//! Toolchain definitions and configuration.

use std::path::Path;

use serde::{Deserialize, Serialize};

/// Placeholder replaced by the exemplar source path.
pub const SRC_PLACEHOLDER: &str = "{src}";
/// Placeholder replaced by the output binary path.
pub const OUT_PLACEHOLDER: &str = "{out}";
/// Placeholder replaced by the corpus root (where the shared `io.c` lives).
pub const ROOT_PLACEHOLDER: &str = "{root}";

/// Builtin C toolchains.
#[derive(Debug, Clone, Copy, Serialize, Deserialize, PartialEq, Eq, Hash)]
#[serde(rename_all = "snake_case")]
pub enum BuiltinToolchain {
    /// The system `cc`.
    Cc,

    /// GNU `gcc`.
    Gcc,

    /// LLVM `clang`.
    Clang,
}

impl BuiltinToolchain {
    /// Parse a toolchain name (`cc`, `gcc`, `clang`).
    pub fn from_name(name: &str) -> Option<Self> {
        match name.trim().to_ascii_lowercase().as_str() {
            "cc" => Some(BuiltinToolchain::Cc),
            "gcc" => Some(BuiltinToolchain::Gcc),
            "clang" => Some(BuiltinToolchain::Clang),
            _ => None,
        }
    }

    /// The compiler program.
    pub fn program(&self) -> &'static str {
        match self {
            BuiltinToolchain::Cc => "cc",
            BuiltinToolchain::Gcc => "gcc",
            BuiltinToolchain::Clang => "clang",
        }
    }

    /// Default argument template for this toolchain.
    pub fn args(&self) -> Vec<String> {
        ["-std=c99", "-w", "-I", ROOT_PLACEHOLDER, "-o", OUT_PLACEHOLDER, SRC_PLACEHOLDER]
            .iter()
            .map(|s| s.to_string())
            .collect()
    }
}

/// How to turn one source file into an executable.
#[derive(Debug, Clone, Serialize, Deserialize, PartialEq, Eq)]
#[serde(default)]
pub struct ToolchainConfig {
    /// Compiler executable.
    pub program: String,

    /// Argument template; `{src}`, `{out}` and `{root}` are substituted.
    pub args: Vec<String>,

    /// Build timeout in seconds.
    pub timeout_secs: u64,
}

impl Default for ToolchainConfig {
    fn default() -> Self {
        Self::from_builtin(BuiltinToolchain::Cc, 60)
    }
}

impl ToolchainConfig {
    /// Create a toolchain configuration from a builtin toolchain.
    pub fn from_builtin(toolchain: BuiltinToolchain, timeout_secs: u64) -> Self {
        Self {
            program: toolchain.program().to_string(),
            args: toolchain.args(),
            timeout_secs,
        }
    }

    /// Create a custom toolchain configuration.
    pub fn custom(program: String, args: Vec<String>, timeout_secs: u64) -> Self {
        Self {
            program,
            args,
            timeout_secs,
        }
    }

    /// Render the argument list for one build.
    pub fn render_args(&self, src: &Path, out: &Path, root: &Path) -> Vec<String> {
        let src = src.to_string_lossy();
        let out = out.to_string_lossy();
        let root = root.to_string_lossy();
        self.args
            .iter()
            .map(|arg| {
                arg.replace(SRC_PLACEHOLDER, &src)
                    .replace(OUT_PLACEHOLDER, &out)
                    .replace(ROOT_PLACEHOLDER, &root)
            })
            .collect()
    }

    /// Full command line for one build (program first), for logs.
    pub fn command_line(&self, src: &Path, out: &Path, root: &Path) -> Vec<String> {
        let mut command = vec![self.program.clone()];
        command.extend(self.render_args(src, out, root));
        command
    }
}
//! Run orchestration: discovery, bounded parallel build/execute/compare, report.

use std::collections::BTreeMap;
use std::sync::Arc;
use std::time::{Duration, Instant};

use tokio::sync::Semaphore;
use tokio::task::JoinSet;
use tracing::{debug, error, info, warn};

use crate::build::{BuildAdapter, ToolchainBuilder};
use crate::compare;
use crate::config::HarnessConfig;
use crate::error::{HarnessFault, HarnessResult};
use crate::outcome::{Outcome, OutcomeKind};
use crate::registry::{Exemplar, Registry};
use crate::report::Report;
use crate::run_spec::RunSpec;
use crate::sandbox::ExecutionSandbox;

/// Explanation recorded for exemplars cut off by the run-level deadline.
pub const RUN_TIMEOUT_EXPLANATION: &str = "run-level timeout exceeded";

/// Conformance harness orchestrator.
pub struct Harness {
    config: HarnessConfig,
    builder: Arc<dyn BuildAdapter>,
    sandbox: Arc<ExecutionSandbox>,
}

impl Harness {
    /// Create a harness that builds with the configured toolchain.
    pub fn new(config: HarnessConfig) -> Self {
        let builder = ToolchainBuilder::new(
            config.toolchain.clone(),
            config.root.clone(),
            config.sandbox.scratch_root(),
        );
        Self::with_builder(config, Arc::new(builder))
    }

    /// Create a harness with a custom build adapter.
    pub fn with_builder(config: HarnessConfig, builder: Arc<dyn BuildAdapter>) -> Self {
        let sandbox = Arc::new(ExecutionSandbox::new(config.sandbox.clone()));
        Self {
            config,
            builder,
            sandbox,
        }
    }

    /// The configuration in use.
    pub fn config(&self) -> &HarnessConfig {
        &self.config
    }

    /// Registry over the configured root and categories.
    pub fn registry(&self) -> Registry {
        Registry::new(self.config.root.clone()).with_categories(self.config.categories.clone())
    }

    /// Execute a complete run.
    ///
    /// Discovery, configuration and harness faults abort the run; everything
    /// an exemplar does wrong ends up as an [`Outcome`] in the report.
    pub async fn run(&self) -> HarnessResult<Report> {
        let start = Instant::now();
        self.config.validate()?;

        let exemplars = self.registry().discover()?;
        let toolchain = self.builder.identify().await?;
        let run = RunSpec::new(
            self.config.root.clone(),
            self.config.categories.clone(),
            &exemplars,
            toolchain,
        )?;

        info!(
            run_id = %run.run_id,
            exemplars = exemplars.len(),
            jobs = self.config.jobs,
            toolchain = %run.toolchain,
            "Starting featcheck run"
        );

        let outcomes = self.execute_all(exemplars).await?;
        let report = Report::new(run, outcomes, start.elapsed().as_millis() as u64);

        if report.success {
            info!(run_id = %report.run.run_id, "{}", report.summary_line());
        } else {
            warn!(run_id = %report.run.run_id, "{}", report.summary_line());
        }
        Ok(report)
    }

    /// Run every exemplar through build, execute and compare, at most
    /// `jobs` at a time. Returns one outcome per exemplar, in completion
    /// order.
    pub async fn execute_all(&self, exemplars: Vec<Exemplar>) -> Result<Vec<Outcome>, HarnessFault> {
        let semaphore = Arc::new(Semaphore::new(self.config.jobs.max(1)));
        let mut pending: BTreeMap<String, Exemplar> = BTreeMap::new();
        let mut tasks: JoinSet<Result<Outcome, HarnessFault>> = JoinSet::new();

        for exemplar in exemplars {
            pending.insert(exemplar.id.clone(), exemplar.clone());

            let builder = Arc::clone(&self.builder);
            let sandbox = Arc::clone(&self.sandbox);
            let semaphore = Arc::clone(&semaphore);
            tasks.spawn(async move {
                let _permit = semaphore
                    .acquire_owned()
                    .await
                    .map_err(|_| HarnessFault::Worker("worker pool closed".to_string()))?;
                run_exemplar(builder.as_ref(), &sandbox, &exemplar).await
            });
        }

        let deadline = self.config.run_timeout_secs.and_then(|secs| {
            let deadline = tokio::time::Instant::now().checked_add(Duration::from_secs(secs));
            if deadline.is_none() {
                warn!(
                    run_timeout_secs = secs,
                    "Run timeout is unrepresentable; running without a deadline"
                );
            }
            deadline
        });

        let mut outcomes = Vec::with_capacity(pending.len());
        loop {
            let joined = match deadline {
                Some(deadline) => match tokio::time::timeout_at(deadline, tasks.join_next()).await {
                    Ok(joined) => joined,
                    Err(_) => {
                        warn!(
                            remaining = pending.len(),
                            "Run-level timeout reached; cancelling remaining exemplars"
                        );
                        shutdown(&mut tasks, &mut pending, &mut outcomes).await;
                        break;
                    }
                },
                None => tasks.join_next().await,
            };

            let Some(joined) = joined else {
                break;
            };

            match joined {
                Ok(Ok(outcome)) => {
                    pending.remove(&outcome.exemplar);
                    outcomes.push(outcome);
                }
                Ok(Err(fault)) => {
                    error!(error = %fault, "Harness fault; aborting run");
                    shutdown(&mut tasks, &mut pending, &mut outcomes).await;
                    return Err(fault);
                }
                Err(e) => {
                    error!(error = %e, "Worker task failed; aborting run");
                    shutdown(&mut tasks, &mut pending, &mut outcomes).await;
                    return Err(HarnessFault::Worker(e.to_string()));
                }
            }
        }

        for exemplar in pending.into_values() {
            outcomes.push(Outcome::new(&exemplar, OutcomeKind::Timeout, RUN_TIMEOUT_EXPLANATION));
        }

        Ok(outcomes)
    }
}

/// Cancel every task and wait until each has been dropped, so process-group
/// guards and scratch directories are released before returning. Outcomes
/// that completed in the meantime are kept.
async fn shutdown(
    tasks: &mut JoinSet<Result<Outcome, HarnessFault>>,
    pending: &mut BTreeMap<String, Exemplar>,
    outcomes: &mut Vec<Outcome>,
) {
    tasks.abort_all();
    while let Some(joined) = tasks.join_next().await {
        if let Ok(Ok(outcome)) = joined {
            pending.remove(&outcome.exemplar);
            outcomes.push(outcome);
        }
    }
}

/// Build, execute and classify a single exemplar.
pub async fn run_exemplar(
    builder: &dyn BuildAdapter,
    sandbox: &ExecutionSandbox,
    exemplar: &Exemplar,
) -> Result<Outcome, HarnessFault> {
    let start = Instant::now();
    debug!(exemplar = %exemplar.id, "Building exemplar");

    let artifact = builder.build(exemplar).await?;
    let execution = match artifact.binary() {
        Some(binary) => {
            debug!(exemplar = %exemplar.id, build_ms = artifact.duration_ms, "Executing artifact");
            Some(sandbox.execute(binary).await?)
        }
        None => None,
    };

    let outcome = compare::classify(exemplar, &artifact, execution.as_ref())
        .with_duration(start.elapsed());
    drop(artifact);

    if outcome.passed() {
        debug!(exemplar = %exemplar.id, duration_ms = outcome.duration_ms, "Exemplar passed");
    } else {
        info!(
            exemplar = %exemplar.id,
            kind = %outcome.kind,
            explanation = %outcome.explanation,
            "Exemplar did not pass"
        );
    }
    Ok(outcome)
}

· · ·

What you are asked to do: For every line of the material above that contains the word "JoinSet", show the line.

Exercise result:
use tokio::task::JoinSet;
        let mut tasks: JoinSet<Result<Outcome, HarnessFault>> = JoinSet::new();
    tasks: &mut JoinSet<Result<Outcome, HarnessFault>>,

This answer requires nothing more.